Lieutenant Commander Wade McClusky looked out over the Pacific Ocean from the cockpit of his Douglas SBD Dauntless dive bomber and saw nothing. He was leading two squadrons of dive bombers from the aircraft carrier USS Enterprise in search of the Japanese carrier fleet near Midway Atoll, on June 4, 1942. At that point in World War II, the U.S. Navy was hard pressed against Japan’s Imperial Navy. The conflict tipped on a knife’s edge; the victor in this battle would gain the initiative. That meant McClusky had to find the enemy. With limited fuel, he had to decide where to search next.
Later, many dramatized accounts of the Battle of Midway claimed McClusky guessed when he made the decision to turn north. He stated the decision was a logical one. There were many Consolidated PBY Catalina scout planes in the air west of Midway. McClusky believed if the Japanese fleet were south of his position, he would have gotten word, so the smart move was to search to the north. The American pilots set out to the northwest, beginning a box search for the enemy at 9:35 am.
Twenty minutes later, the decision paid off. McClusky spotted a Japanese destroyer, Arashi, making full steam to the northeast. The ship steamed to rejoin the main Japanese force after remaining behind to depth charge the submarine USS Nautilus. Assuming Arashi was rejoining its fleet, the Americans followed. At 10:05, McClusky spotted the wakes of the Japanese carriers and their escorts. After confirming they were indeed an enemy force, he made another rational decision. Four carriers sailed below, but the American force lacked enough bombs to guarantee the destruction of all four. Every ship knocked out decreased overall Japanese air power for the fight, so he decided to concentrate on the two nearest carriers, Kaga and Akagi.
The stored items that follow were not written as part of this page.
//! Offline asset catalogue

use anyhow::{Context as _, Result};
use h2site_geo::Asset;
use std::path::Path;
use tracing::debug;

/// Catalogue shipped with the binary: the reference hydrogen assets
/// around Gujarat and a handful of far-away sites.
const BUNDLED: &str = include_str!("../data/assets.json");

/// Load assets from `path`, or the bundled catalogue.
pub fn load(path: Option<&Path>) -> Result<Vec<Asset>> {
    let assets: Vec<Asset> = match path {
        Some(path) => {
            let raw = std::fs::read_to_string(path)
                .with_context(|| format!("Failed to read catalogue {}", path.display()))?;
            serde_json::from_str(&raw)
                .with_context(|| format!("Invalid catalogue {}", path.display()))?
        }
        None => serde_json::from_str(BUNDLED).context("Invalid bundled catalogue")?,
    };
    h2site_telemetry::metrics().gauge("catalogue.size", assets.len() as u64);
    debug!(count = assets.len(), "Loaded asset catalogue");
    Ok(assets)
}

#[cfg(test)]
mod tests {
    use super::*;

    #[test]
    fn test_bundled_catalogue_parses() {
        let assets = load(None).unwrap();
        assert_eq!(assets.len(), 47);
        assert!(assets.iter().all(|a| a.coordinates.is_valid()));
        assert_eq!(assets[0].id, "ahd-1");
    }

    #[test]
    fn test_missing_file() {
        assert!(load(Some(Path::new("/nonexistent/assets.json"))).is_err());
    }
}
//! Geospatial core for hydrogen site exploration.
//!
//! This crate provides:
//! - Haversine distance calculations
//! - Dual-radius classification of point assets (primary / secondary rings)
//! - Nearest-asset queries within a radius
//! - GeoJSON and WKT point parsing for backend records
//! - WASM bindings for browser usage
//!
//! # Example
//!
//! ```
//! use h2site_geo::{classify, Asset, GeoPoint};
//!
//! let ahmedabad = GeoPoint::new(72.5714, 23.0225);
//! let assets = vec![Asset::new("ahd-2", "Gandhinagar Hydrogen Station", "Hydrogen Refueling Station",
//!     GeoPoint::new(72.6369, 23.2156))];
//!
//! let classified = classify(ahmedabad, 10.0, 100.0, &assets).unwrap();
//! assert_eq!(classified.len(), 1);
//! assert!(!classified[0].is_primary);
//! ```

mod asset;
mod error;
pub mod filter;
mod haversine;
pub mod nearby;
mod point;

#[cfg(feature = "wasm")]
mod wasm;

pub use asset::{Asset, AssetAttributes, ClassifiedAsset};
pub use error::{GeoError, GeoErrorCode, Result};
pub use filter::{classify, Classification, DualRadiusFilter, InvalidAssetPolicy, RejectedAsset};
pub use haversine::{
    approximate_distance, haversine_distance, haversine_distance_meters, EARTH_RADIUS_KM,
    EARTH_RADIUS_M,
};
pub use nearby::{nearby, NearbyAsset};
pub use point::{parse_point, GeoJsonPoint, PointType};

/// Default context radius (km) beyond which assets are not shown at all.
pub const DEFAULT_SECONDARY_RADIUS_KM: f64 = 100.0;

/// A geographic point, longitude first (WGS84 degrees).
///
/// Serialized as a `[longitude, latitude]` array, the same order GeoJSON uses.
#[derive(Debug, Clone, Copy, PartialEq, serde::Serialize, serde::Deserialize)]
#[serde(from = "[f64; 2]", into = "[f64; 2]")]
pub struct GeoPoint {
    /// Longitude in degrees (-180 to 180)
    pub longitude: f64,
    /// Latitude in degrees (-90 to 90)
    pub latitude: f64,
}

impl GeoPoint {
    /// Creates a new point.
    ///
    /// # Arguments
    /// * `longitude` - Longitude in degrees (-180 to 180)
    /// * `latitude` - Latitude in degrees (-90 to 90)
    #[inline]
    pub const fn new(longitude: f64, latitude: f64) -> Self {
        Self { longitude, latitude }
    }

    /// Returns true if both components are finite and in range.
    #[inline]
    pub fn is_valid(&self) -> bool {
        self.latitude.is_finite()
            && self.longitude.is_finite()
            && (-90.0..=90.0).contains(&self.latitude)
            && (-180.0..=180.0).contains(&self.longitude)
    }

    /// Checks the point, returning `InvalidCoordinate` with the offending values.
    pub fn validate(&self) -> Result<()> {
        if self.is_valid() {
            Ok(())
        } else {
            Err(GeoError::InvalidCoordinate(format!(
                "[{}, {}] is outside lon [-180, 180] / lat [-90, 90]",
                self.longitude, self.latitude
            )))
        }
    }

    /// Converts degrees to radians for internal calculations, as `(lat, lon)`.
    #[inline]
    pub(crate) fn to_radians(self) -> (f64, f64) {
        (self.latitude.to_radians(), self.longitude.to_radians())
    }
}

impl From<[f64; 2]> for GeoPoint {
    fn from([lon, lat]: [f64; 2]) -> Self {
        Self::new(lon, lat)
    }
}

impl From<GeoPoint> for [f64; 2] {
    fn from(point: GeoPoint) -> Self {
        [point.longitude, point.latitude]
    }
}

impl std::fmt::Display for GeoPoint {
    fn fmt(&self, f: &mut std::fmt::Formatter<'_>) -> std::fmt::Result {
        write!(f, "{:.4}, {:.4}", self.latitude, self.longitude)
    }
}

#[cfg(test)]
mod tests {
    use super::*;

    #[test]
    fn test_point_creation() {
        let point = GeoPoint::new(72.5714, 23.0225);
        assert_eq!(point.longitude, 72.5714);
        assert_eq!(point.latitude, 23.0225);
    }

    #[test]
    fn test_point_validation() {
        assert!(GeoPoint::new(0.0, 0.0).is_valid());
        assert!(GeoPoint::new(180.0, 90.0).is_valid());
        assert!(GeoPoint::new(-180.0, -90.0).is_valid());
        assert!(!GeoPoint::new(0.0, 91.0).is_valid());
        assert!(!GeoPoint::new(181.0, 0.0).is_valid());
        assert!(!GeoPoint::new(f64::NAN, 0.0).is_valid());
        assert!(!GeoPoint::new(0.0, f64::INFINITY).is_valid());
    }

    #[test]
    fn test_validate_reports_invalid_coordinate() {
        let err = GeoPoint::new(200.0, 0.0).validate().unwrap_err();
        assert_eq!(err.code(), GeoErrorCode::InvalidCoordinate);
    }

    #[test]
    fn test_serde_longitude_first() {
        let point: GeoPoint = serde_json::from_str("[72.5714, 23.0225]").unwrap();
        assert_eq!(point.longitude, 72.5714);
        assert_eq!(point.latitude, 23.0225);
        assert_eq!(serde_json::to_string(&point).unwrap(), "[72.5714,23.0225]");
    }

    #[test]
    fn test_display_is_lat_lon() {
        assert_eq!(GeoPoint::new(72.5714, 23.0225).to_string(), "23.0225, 72.5714");
    }
}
The Japanese lacked radar; as a result, McClusky’s force got above them before they were spotted, and by then it was too late. Another force of SBDs from the carrier Yorktown also appeared. That enabled the Americans to also successfully attack the carrier Soryu. The pilots set up their attacks carefully, and it paid off. Within 10 minutes all three carriers were aflame, secondary explosions erupting from the fuel and bombs on the planes located on both the flight and hangar decks. McClusky’s own bombing run—on the Kaga—was a near miss, splashing into the water just alongside. It made no real difference; Kaga was already doomed. The first hit on Kaga was by Lieutenant Earl Gallaher, who had been present at Pearl Harbor and seen the destruction of the battleship USS Arizona. His thought at the time was, “Arizona, I remember you!”
Wade McClusky’s attack at Midway was a great success; the fourth carrier, Hiryu, was soon attacked and sunk just hours later. Six months of unrelenting Japanese attacks were stopped right there, and their string of successes ended. Imperial Japan was on the defensive for the rest of the war. McClusky would go on to serve throughout that war. An account of his service is here now in this new biography, Air Group Commander Wade McClusky and the Battle of Midway (David Rigby, Osprey Publishing, Oxford, UK, 2019, 384 pp., maps, photographs, appendices, bibliography, index, $35.00, hardcover).
McClusky was a humble man, and so he never really exploited his achievement, but his series of decisions that day had far-ranging consequences for the outcome of World War II. Admiral Chester Nimitz later stated that were it not for McClusky’s choices the war would have lasted three years longer. He was the right man in the right place at the right time to achieve a decisive result.
For all that, McClusky is still not well known outside of those interested in the war and the Battle of Midway. The author does a creditable job bringing this unassuming flying sailor into the light of public knowledge and well-deserved acclaim. The book covers Midway in great detail, and the author’s deep research is evident. There is also a wealth of information on the rest of McClusky’s war service as well as his prewar life and naval career. Throughout the book additional facts are used to flesh out the tactics, equipment, and aircraft that made up a naval aviator’s world during the war, creating a well-rounded story that gives the reader scope and perspective.